*TASK BRIEF:* The records follow. Retype them without a single change.

*RECORDS FOR THIS TASK:*
>>>

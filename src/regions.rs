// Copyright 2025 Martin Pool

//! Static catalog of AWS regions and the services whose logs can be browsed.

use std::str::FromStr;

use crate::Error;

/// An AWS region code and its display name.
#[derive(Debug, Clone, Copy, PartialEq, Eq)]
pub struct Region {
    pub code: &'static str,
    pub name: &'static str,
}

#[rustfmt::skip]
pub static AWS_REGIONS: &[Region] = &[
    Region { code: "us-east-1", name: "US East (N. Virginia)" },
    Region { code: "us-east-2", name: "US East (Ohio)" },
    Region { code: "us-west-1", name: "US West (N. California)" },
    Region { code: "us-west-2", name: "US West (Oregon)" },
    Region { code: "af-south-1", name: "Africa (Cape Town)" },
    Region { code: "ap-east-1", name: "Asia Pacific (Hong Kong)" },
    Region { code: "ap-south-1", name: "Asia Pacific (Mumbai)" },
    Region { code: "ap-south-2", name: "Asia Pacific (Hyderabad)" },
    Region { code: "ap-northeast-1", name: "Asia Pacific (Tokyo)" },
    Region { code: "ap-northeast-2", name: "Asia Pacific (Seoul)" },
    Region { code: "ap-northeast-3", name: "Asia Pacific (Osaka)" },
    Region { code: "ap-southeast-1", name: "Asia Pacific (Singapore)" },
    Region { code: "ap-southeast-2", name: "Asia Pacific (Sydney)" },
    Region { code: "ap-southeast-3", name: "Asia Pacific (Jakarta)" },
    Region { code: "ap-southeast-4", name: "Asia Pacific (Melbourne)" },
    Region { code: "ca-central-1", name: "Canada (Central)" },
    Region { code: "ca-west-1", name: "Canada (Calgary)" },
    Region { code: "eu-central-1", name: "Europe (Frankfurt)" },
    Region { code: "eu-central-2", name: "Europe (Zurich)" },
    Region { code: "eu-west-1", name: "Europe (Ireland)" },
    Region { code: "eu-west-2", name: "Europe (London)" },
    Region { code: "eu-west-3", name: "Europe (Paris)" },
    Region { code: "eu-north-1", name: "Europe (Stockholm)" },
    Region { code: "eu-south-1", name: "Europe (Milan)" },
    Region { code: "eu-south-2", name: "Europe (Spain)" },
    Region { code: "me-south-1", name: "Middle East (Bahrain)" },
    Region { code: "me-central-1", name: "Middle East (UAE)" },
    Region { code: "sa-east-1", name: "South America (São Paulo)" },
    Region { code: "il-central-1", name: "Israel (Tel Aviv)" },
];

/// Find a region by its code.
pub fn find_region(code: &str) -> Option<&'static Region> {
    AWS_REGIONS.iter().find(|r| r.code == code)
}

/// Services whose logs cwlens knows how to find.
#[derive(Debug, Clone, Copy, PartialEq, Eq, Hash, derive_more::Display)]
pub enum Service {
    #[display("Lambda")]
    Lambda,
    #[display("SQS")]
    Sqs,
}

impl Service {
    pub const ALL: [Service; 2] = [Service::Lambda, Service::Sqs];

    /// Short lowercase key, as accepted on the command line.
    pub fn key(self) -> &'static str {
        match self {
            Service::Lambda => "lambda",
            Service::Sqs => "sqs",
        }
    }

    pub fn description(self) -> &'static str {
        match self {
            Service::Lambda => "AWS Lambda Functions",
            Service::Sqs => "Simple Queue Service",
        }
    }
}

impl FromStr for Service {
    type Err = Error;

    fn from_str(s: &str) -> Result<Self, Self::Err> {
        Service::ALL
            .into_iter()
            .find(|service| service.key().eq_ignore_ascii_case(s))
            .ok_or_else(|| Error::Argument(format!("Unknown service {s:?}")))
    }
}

<<<

*ANSWER BELOW:*
filename src/regions.rs
// Copyright 2025 Martin Pool

//! Static catalog of AWS regions and the services whose logs can be browsed.

use std::str::FromStr;

use crate::Error;

/// An AWS region code and its display name.
#[derive(Debug, Clone, Copy, PartialEq, Eq)]
pub struct Region {
    pub code: &'static str,
    pub name: &'static str,
}

#[rustfmt::skip]
pub static AWS_REGIONS: &[Region] = &[
    Region { code: "us-east-1", name: "US East (N. Virginia)" },
    Region { code: "us-east-2", name: "US East (Ohio)" },
    Region { code: "us-west-1", name: "US West (N. California)" },
    Region { code: "us-west-2", name: "US West (Oregon)" },
    Region { code: "af-south-1", name: "Africa (Cape Town)" },
    Region { code: "ap-east-1", name: "Asia Pacific (Hong Kong)" },
    Region { code: "ap-south-1", name: "Asia Pacific (Mumbai)" },
    Region { code: "ap-south-2", name: "Asia Pacific (Hyderabad)" },
    Region { code: "ap-northeast-1", name: "Asia Pacific (Tokyo)" },
    Region { code: "ap-northeast-2", name: "Asia Pacific (Seoul)" },
    Region { code: "ap-northeast-3", name: "Asia Pacific (Osaka)" },
    Region { code: "ap-southeast-1", name: "Asia Pacific (Singapore)" },
    Region { code: "ap-southeast-2", name: "Asia Pacific (Sydney)" },
    Region { code: "ap-southeast-3", name: "Asia Pacific (Jakarta)" },
    Region { code: "ap-southeast-4", name: "Asia Pacific (Melbourne)" },
    Region { code: "ca-central-1", name: "Canada (Central)" },
    Region { code: "ca-west-1", name: "Canada (Calgary)" },
    Region { code: "eu-central-1", name: "Europe (Frankfurt)" },
    Region { code: "eu-central-2", name: "Europe (Zurich)" },
    Region { code: "eu-west-1", name: "Europe (Ireland)" },
    Region { code: "eu-west-2", name: "Europe (London)" },
    Region { code: "eu-west-3", name: "Europe (Paris)" },
    Region { code: "eu-north-1", name: "Europe (Stockholm)" },
    Region { code: "eu-south-1", name: "Europe (Milan)" },
    Region { code: "eu-south-2", name: "Europe (Spain)" },
    Region { code: "me-south-1", name: "Middle East (Bahrain)" },
    Region { code: "me-central-1", name: "Middle East (UAE)" },
    Region { code: "sa-east-1", name: "South America (São Paulo)" },
    Region { code: "il-central-1", name: "Israel (Tel Aviv)" },
];

/// Find a region by its code.
pub fn find_region(code: &str) -> Option<&'static Region> {
    AWS_REGIONS.iter().find(|r| r.code == code)
}

/// Services whose logs cwlens knows how to find.
#[derive(Debug, Clone, Copy, PartialEq, Eq, Hash, derive_more::Display)]
pub enum Service {
    #[display("Lambda")]
    Lambda,
    #[display("SQS")]
    Sqs,
}

impl Service {
    pub const ALL: [Service; 2] = [Service::Lambda, Service::Sqs];

    /// Short lowercase key, as accepted on the command line.
    pub fn key(self) -> &'static str {
        match self {
            Service::Lambda => "lambda",
            Service::Sqs => "sqs",
        }
    }

    pub fn description(self) -> &'static str {
        match self {
            Service::Lambda => "AWS Lambda Functions",
            Service::Sqs => "Simple Queue Service",
        }
    }
}

impl FromStr for Service {
    type Err = Error;

    fn from_str(s: &str) -> Result<Self, Self::Err> {
        Service::ALL
            .into_iter()
            .find(|service| service.key().eq_ignore_ascii_case(s))
            .ok_or_else(|| Error::Argument(format!("Unknown service {s:?}")))
    }
}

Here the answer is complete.